> [TASK TO CARRY OUT]: Could you say how many lines below contain the word "Option"? Give the number with no other text.

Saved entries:
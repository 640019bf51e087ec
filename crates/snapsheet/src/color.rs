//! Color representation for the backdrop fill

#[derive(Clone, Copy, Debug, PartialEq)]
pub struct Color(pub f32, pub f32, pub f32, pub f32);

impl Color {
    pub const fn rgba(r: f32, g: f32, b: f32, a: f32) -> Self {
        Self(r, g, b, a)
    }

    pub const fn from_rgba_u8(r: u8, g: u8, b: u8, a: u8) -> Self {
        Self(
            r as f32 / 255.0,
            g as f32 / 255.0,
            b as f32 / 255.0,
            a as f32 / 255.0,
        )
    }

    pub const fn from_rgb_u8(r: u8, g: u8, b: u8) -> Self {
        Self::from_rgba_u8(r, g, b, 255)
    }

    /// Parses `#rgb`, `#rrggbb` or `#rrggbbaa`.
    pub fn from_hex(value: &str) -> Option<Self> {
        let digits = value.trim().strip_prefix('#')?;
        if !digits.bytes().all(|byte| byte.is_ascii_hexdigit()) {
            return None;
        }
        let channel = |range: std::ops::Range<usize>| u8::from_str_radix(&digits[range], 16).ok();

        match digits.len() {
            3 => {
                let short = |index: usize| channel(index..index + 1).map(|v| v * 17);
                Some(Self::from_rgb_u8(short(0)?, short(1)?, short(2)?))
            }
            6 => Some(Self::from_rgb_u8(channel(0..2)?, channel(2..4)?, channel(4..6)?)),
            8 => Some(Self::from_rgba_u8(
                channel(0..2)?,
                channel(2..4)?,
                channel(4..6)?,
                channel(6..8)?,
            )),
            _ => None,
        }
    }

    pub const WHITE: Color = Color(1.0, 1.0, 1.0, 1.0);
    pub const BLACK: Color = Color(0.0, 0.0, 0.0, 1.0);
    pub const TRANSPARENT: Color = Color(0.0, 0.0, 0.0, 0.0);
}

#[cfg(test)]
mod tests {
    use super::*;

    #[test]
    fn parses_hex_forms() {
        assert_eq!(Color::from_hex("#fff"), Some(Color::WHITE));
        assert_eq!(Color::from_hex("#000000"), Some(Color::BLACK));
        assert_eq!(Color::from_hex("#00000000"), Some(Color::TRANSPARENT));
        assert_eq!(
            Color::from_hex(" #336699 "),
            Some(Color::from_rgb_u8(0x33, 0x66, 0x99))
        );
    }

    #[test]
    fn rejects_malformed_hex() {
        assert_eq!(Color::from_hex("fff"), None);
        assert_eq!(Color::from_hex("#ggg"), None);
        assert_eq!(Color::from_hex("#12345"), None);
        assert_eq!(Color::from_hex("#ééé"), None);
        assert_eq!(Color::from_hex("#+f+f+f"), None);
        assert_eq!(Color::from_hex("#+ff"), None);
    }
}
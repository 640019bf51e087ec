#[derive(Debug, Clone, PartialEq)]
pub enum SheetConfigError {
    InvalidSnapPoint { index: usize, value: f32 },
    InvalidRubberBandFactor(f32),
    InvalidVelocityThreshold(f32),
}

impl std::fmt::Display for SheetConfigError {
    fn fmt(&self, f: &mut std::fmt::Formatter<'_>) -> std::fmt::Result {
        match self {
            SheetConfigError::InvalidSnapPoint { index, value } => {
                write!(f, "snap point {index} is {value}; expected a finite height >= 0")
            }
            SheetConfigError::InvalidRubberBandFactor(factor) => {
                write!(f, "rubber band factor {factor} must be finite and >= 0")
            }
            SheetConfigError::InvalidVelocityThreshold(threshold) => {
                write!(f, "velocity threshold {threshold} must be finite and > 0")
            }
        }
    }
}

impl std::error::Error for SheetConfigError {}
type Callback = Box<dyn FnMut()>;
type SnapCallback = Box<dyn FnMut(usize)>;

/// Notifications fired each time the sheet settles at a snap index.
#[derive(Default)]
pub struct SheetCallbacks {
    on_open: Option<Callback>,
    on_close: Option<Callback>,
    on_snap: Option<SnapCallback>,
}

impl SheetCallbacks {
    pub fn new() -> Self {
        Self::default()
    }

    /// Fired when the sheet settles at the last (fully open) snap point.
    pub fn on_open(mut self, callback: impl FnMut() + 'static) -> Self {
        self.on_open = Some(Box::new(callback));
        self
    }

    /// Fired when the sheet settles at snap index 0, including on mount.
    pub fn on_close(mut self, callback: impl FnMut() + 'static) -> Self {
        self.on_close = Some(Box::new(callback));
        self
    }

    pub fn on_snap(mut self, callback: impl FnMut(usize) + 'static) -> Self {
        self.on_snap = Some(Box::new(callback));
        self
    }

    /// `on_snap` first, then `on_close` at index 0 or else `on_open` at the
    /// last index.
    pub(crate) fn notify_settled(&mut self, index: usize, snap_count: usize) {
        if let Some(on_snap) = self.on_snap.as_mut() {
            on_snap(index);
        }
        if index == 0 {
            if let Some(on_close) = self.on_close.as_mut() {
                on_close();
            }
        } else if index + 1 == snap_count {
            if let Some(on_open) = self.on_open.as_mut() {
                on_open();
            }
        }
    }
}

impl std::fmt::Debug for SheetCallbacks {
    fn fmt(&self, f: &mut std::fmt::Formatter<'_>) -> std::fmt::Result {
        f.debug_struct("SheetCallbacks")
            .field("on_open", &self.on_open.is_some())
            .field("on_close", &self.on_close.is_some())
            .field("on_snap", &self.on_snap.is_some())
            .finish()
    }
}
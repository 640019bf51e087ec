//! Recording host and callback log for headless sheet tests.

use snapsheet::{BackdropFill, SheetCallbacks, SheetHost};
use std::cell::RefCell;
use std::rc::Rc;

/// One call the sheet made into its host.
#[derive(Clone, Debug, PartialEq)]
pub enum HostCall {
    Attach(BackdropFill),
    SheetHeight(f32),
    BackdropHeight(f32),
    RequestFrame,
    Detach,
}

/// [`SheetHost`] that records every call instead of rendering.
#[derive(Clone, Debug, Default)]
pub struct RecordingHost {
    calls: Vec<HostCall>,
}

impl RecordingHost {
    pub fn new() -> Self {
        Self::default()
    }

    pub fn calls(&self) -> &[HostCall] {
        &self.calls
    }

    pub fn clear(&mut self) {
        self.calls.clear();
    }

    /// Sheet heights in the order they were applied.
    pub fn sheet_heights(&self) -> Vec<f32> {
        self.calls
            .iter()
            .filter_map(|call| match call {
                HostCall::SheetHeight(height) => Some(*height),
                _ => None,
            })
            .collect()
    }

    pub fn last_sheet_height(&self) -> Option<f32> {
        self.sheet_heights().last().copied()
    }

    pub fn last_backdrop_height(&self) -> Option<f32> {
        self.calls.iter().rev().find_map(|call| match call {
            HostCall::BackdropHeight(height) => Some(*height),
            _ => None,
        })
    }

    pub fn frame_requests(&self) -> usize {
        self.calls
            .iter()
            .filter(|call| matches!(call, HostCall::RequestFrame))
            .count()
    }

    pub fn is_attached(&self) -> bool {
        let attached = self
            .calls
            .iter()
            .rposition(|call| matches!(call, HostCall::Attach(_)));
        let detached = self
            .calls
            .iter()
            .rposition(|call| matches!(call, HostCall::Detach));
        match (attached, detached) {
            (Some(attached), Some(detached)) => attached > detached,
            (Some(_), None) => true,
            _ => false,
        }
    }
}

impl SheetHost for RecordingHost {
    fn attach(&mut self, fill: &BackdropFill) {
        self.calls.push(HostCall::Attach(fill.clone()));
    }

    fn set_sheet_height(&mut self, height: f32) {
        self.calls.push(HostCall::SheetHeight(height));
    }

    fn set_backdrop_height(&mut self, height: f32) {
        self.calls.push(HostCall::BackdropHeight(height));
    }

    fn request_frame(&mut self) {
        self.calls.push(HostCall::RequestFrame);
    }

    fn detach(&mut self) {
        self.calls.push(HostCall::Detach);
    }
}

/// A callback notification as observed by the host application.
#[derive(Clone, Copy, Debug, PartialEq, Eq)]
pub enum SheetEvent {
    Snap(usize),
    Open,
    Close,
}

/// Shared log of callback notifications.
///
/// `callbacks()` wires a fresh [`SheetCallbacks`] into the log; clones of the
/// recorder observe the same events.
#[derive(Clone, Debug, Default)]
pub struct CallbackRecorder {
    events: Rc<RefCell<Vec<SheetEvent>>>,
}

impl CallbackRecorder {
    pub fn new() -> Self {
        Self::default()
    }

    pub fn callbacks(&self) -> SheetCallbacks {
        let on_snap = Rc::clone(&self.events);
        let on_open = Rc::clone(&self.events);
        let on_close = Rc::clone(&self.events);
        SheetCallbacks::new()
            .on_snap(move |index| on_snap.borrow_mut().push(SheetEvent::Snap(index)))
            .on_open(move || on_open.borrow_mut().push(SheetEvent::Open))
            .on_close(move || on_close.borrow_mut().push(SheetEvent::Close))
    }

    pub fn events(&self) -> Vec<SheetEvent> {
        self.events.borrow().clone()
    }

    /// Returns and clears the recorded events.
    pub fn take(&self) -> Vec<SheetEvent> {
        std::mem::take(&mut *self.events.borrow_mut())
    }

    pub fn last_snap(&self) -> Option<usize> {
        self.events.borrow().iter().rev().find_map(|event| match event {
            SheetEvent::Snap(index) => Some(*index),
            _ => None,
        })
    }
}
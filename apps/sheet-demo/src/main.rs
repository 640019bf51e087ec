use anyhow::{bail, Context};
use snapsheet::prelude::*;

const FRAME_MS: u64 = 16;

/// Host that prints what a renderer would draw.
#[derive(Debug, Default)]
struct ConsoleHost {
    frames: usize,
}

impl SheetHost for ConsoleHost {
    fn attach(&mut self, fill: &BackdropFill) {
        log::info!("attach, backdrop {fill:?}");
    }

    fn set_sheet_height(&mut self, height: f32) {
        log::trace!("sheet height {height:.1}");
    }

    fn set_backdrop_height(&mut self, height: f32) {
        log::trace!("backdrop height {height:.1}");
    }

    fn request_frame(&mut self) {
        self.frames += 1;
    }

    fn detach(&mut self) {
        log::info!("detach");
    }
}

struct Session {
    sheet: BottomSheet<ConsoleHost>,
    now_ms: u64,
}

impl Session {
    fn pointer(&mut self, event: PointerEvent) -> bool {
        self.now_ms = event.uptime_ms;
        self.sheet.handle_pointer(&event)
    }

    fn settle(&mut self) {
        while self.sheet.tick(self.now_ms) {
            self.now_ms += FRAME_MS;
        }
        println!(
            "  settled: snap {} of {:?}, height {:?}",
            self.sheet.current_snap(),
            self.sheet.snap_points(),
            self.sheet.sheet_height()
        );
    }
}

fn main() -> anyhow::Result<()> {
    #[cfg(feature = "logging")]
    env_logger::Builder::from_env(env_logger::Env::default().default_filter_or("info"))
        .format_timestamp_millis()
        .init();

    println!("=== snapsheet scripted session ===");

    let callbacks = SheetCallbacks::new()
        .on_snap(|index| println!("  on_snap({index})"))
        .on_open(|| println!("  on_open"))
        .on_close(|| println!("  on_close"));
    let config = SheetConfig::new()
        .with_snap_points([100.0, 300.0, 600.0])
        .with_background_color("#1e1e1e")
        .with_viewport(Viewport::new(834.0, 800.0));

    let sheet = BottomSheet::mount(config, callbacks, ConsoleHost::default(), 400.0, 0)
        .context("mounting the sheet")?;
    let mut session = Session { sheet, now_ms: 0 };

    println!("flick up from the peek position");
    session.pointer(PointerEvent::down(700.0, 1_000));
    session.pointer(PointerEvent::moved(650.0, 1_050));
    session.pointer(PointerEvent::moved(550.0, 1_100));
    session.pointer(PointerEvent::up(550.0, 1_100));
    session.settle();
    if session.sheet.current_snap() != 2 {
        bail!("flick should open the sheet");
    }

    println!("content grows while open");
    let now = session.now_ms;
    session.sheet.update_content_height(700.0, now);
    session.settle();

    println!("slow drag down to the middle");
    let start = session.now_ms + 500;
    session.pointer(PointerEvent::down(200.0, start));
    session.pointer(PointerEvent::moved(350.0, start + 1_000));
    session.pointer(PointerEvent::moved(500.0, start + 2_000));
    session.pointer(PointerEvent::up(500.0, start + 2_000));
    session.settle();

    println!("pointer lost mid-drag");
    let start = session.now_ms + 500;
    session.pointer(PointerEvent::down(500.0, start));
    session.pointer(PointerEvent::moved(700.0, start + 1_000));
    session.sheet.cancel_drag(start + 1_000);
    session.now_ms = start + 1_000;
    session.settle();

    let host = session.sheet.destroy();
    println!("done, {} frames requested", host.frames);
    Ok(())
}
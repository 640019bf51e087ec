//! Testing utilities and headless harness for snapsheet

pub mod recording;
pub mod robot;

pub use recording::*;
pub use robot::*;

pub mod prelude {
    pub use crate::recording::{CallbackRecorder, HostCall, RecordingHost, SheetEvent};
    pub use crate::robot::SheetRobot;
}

> [ANSWER FOR THIS EXERCISE]: 7